- Work order
Output only the lines below that start at the line containing "O(capacity); test support." and end at the line containing "the returned handle", with both ends kept.

- Task data
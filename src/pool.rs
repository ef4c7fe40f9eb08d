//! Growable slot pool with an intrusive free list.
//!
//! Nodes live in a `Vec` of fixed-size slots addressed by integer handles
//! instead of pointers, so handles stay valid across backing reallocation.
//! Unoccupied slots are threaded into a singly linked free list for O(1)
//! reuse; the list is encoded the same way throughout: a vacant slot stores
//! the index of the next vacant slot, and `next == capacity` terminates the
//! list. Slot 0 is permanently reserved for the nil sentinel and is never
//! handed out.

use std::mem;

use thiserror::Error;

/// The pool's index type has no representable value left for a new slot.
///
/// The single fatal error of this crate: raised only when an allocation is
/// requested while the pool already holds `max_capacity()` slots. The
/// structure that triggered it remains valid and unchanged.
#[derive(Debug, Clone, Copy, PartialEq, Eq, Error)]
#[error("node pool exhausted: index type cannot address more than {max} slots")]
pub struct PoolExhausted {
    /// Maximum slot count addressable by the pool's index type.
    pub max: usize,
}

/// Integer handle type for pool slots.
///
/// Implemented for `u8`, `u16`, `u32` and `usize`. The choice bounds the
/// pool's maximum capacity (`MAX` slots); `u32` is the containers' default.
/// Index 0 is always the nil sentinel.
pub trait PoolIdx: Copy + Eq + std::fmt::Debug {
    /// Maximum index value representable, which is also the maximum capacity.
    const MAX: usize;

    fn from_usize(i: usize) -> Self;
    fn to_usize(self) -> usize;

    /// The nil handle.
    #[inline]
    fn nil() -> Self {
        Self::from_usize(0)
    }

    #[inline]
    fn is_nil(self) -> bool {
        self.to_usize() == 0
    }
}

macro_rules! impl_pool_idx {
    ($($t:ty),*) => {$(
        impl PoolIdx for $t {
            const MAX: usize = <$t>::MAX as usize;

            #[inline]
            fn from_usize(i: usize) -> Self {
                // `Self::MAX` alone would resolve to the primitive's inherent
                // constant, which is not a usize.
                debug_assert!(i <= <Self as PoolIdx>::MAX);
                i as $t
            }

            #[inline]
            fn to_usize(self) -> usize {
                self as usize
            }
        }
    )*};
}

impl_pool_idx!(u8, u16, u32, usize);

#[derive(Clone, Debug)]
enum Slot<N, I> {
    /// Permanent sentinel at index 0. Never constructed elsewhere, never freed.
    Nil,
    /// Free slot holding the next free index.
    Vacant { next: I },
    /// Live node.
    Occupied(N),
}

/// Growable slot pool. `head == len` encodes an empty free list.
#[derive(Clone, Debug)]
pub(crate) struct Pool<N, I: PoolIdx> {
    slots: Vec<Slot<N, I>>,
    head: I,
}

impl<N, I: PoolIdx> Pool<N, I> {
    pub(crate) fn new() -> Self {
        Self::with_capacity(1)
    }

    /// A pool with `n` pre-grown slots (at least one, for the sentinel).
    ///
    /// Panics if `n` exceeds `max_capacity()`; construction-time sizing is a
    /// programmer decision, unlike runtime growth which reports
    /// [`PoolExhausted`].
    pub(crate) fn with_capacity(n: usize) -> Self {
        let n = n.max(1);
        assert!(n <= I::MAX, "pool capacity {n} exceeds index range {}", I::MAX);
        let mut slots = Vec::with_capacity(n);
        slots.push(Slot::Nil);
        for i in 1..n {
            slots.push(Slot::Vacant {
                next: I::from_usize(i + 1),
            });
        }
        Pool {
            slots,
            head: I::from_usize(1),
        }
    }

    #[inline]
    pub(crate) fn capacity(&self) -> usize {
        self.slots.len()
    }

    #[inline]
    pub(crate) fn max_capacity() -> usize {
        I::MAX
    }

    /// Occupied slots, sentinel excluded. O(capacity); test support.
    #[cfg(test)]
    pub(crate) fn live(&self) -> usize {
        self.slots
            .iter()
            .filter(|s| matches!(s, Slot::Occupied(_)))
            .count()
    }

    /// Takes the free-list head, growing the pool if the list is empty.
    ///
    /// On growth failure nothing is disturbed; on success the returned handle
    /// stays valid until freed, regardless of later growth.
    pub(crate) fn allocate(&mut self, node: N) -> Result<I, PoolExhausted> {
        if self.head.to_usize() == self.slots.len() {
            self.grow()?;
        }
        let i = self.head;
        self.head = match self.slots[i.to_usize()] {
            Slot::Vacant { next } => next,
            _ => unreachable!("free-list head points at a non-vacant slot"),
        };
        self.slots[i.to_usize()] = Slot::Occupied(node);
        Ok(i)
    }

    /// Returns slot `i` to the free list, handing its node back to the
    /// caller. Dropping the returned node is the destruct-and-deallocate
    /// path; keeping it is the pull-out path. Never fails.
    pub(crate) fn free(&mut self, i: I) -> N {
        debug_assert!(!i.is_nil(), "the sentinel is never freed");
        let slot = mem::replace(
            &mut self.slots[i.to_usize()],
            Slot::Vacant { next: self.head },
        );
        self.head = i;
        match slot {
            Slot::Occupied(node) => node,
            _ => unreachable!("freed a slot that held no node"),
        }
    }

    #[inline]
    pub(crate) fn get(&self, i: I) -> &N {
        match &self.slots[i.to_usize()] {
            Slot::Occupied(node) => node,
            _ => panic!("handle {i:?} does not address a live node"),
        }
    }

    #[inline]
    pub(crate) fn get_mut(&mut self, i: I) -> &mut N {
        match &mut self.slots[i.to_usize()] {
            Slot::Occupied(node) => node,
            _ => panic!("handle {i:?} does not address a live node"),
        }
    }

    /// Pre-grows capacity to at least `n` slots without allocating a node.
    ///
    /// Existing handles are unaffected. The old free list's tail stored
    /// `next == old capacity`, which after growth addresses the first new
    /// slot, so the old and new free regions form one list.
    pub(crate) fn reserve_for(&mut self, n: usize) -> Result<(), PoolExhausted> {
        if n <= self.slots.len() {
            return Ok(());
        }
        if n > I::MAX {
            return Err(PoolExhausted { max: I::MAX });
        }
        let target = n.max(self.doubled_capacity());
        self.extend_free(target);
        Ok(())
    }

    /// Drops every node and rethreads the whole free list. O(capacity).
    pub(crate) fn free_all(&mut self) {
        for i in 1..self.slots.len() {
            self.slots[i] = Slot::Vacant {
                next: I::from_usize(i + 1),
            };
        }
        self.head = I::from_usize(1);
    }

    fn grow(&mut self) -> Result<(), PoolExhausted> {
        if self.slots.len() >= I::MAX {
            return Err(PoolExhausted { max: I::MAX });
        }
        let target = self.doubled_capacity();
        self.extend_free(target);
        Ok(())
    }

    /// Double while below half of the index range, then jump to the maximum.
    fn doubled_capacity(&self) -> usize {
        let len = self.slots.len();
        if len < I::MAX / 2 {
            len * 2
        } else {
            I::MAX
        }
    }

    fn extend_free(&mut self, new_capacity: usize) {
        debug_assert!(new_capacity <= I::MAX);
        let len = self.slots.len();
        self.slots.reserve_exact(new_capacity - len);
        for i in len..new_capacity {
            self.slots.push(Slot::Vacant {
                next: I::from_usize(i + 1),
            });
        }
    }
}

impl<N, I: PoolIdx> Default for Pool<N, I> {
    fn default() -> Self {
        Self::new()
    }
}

- Answer to the problem
    /// Occupied slots, sentinel excluded. O(capacity); test support.
    #[cfg(test)]
    pub(crate) fn live(&self) -> usize {
        self.slots
            .iter()
            .filter(|s| matches!(s, Slot::Occupied(_)))
            .count()
    }

    /// Takes the free-list head, growing the pool if the list is empty.
    ///
    /// On growth failure nothing is disturbed; on success the returned handle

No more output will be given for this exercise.